Intro#
因為不想一直通靈所以打算做一篇古典密碼的筆記
古典密碼通常會使用替換式或移項式的加密方式
容易被頻率分析或暴力搜索破解
Substitution Cipher(替換式密碼)#
字母位置不變,但透過以一個字母到兩個字母為一組,進行加密
Casear Cipher(凱薩密碼)#
加密#
會把每個字母同時位移
比如說若KEY = 1ABCDE -> BCDEF
| 項目 | 值 |
|---|---|
| 明文 | THE QUICK BROWN FOX JUMPS OVER THE LAZY DOG |
| 密鑰 | 13 |
| 密文 | GUR DHVPX OEBJA SBK WHZCF BIRE GUR YNML QBT |
解密#
反過來做就好了,這種加密方式很容易爆破
實作#
alphabet = 'ABCDEFGHIJKLMNOPQRSTUVWXYZ'
def encrypt(plaintext:str, key:int)->str:
cipher = ""
for ch in plaintext:
if ch.upper() in alphabet:
pos = alphabet.index(ch.upper())
ch = alphabet[(pos + key) % 26]
cipher += ch
return cipher
def decrypt(cipher:str, key:int)->str:
plaintext = ""
for ch in cipher:
if ch.upper() in alphabet:
pos = alphabet.index(ch.upper())
ch = alphabet[(pos + key) % 26]
plaintext += ch
return plaintext
if __name__ == '__main__':
cipher = encrypt('THE QUICK BROWN FOX JUMPS OVER THE LAZY DOG', 13)
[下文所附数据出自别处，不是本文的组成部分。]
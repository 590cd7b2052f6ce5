//! PIX key classification.
//!
//! Keys are carried verbatim into the merchant account template. This
//! module only decides whether a string has the shape of one of the
//! accepted key kinds; it never rewrites it.

use serde::{Deserialize, Serialize};
use std::fmt;

use crate::error::EncodeError;

/// Longest key that still fits the merchant account template.
///
/// The template holds the 18-byte domain sub-field plus a 4-byte prefix
/// for the key sub-field, within a 99-byte value.
pub const MAX_KEY_LEN: usize = 77;

/// The accepted PIX key kinds.
#[derive(Debug, Clone, Copy, PartialEq, Eq, Hash, Serialize, Deserialize)]
#[serde(rename_all = "lowercase")]
pub enum PixKeyKind {
    /// Individual taxpayer number, 11 digits.
    Cpf,
    /// Company taxpayer number, 14 digits.
    Cnpj,
    Email,
    /// E.164 phone number with leading `+`.
    Phone,
}

impl fmt::Display for PixKeyKind {
    fn fmt(&self, f: &mut fmt::Formatter<'_>) -> fmt::Result {
        let name = match self {
            Self::Cpf => "cpf",
            Self::Cnpj => "cnpj",
            Self::Email => "email",
            Self::Phone => "phone",
        };
        f.write_str(name)
    }
}

/// A key whose shape has been validated.
#[derive(Debug, Clone, PartialEq, Eq, Hash)]
pub struct PixKey {
    kind: PixKeyKind,
    value: String,
}

impl PixKey {
    /// Classify `raw` as a PIX key.
    pub fn parse(raw: &str) -> Result<Self, EncodeError> {
        let kind = classify(raw).ok_or(EncodeError::InvalidKey)?;
        Ok(Self {
            kind,
            value: raw.to_string(),
        })
    }

    pub fn kind(&self) -> PixKeyKind {
        self.kind
    }

    pub fn as_str(&self) -> &str {
        &self.value
    }
}

impl fmt::Display for PixKey {
    fn fmt(&self, f: &mut fmt::Formatter<'_>) -> fmt::Result {
        f.write_str(&self.value)
    }
}

/// Determine the kind of `raw`, if any.
pub fn classify(raw: &str) -> Option<PixKeyKind> {
    if raw.is_empty() || raw.len() > MAX_KEY_LEN || !raw.is_ascii() {
        return None;
    }

    let all_digits = raw.bytes().all(|b| b.is_ascii_digit());
    match raw.len() {
        11 if all_digits => return Some(PixKeyKind::Cpf),
        14 if all_digits => return Some(PixKeyKind::Cnpj),
        _ => {}
    }

    if is_phone(raw) {
        Some(PixKeyKind::Phone)
    } else if is_email(raw) {
        Some(PixKeyKind::Email)
    } else {
        None
    }
}

fn is_phone(raw: &str) -> bool {
    let Some(digits) = raw.strip_prefix('+') else {
        return false;
    };
    (10..=14).contains(&digits.len())
        && digits.bytes().all(|b| b.is_ascii_digit())
        && !digits.starts_with('0')
}

fn is_email(raw: &str) -> bool {
    if raw.bytes().any(|b| b.is_ascii_whitespace() || b.is_ascii_control()) {
        return false;
    }
    let Some((local, domain)) = raw.split_once('@') else {
        return false;
    };
    if local.is_empty() || domain.contains('@') {
        return false;
    }
    // At least one dot strictly inside the domain, and no empty labels.
    domain.contains('.') && domain.split('.').all(|label| !label.is_empty())
}

#[cfg(test)]
mod tests {
    use super::*;

    #[test]
    fn test_document_keys() {
        assert_eq!(classify("11144477735"), Some(PixKeyKind::Cpf));
        assert_eq!(classify("12345678000195"), Some(PixKeyKind::Cnpj));
        assert_eq!(classify("1114447773"), None);
        assert_eq!(classify("123456780001950"), None);
    }

    #[test]
    fn test_formatted_documents_rejected() {
        // Keys pass through verbatim, so punctuation is not stripped here.
        assert_eq!(classify("111.444.777-35"), None);
        assert_eq!(classify("12.345.678/0001-95"), None);
    }

    #[test]
    fn test_email_keys() {
        assert_eq!(classify("financeiro@acme.com.br"), Some(PixKeyKind::Email));
        assert_eq!(classify("a@b.co"), Some(PixKeyKind::Email));
        assert_eq!(classify("@acme.com"), None);
        assert_eq!(classify("user@localhost"), None);
        assert_eq!(classify("user@acme..com"), None);
        assert_eq!(classify("user@.acme.com"), None);
        assert_eq!(classify("us er@acme.com"), None);
        assert_eq!(classify("a@b@c.com"), None);
        assert_eq!(classify("joão@acme.com"), None);
    }

    #[test]
    fn test_phone_keys() {
        assert_eq!(classify("+5511987654321"), Some(PixKeyKind::Phone));
        assert_eq!(classify("+551133334444"), Some(PixKeyKind::Phone));
        assert_eq!(classify("5511987654321"), None);
        assert_eq!(classify("+0511987654321"), None);
        assert_eq!(classify("+55119"), None);
        assert_eq!(classify("+55 11 98765-4321"), None);
    }

    #[test]
    fn test_garbage_rejected() {
        assert_eq!(classify("abc"), None);
        assert_eq!(classify(""), None);
        assert_eq!(PixKey::parse("abc"), Err(EncodeError::InvalidKey));
    }

    #[test]
    fn test_length_limit() {
        let local = "a".repeat(MAX_KEY_LEN - "@acme.com".len());
        let fits = format!("{local}@acme.com");
        assert_eq!(fits.len(), MAX_KEY_LEN);
        assert_eq!(classify(&fits), Some(PixKeyKind::Email));

        let too_long = format!("a{fits}");
        assert_eq!(classify(&too_long), None);
    }

    #[test]
    fn test_parse_keeps_value_verbatim() {
        let key = PixKey::parse("Financeiro@Acme.com.br").unwrap();
        assert_eq!(key.kind(), PixKeyKind::Email);
        assert_eq!(key.as_str(), "Financeiro@Acme.com.br");
        assert_eq!(key.to_string(), "Financeiro@Acme.com.br");
    }
}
plaintext = decrypt(cipher, 13)
print(cipher)
print(plaintext)
Vigenère Cipher(維吉尼亞密碼)#
明文和都是字串,密鑰是循環的
加密#
把密鑰的單個字元當作offset,A=0,B=1,C=2,etc.
| 項目 | 值 |
|---|---|
| 明文 | THE QUICK BROWN FOX JUMPS OVER THE LAZY DOG |
| 密鑰 | ABCD |
| 密文 | TIG TUJEN BSQZN GQA JVOSS PXHR UJH LBBB DPI |
解密#
反過來做就好了
密碼破譯,工具:
- 卡西斯基試驗:當相同的字母序列在密文中重複出現,中間的間隔可能是密鑰長度
- 弗里德曼試驗:密文中的字母會出現不同頻率,可以通過計算密文的重合指數,來獲得密鑰長度
重和指數:
$$
\kappa_{o} = \frac{\sum_{i=1}^{c}n_{i}(n_{i}-1)}{N(N-1)}
$$
$c$:字母表的長度(英文為26)
$N$:指文本的長度
$n_1$~$n_c$:密文的字母頻率,為整數
密鑰長度約為:
$${\kappa _{p}-\kappa _{r}} \over {\kappa _{o}-\kappa _{r}}$$
${\kappa _{p}}$:兩個任意字母相同的概率
${\kappa _{r}}$:字母表中這種情況出現的概率(英文中為1/26=0.0385)
- 頻率分析,一旦確定密鑰長度,可以把密文分成和密鑰長度相等的列數,一列相等於一組凱薩密碼,透過頻率分析可以獲得明文
實作#
alphabet = 'ABCDEFGHIJKLMNOPQRSTUVWXYZ'
def encrypt(plaintext:str, key:int)->str:
cipher = ""
for ch in plaintext.upper():
if ch.isalpha():
pos = alphabet.index(ch)
ch = alphabet[(pos + key) % 26]
cipher += ch
return cipher
def decrypt(cipher:str, key:int)->str:
plaintext = ""
for ch in cipher.upped():
if ch.isalpha():
pos = alphabet.index(ch)
ch = alphabet[(pos + key) % 26]
plaintext += ch
return plaintext
if __name__ == '__main__':
cipher = encrypt('THE QUICK BROWN FOX JUMPS OVER THE LAZY DOG', 13)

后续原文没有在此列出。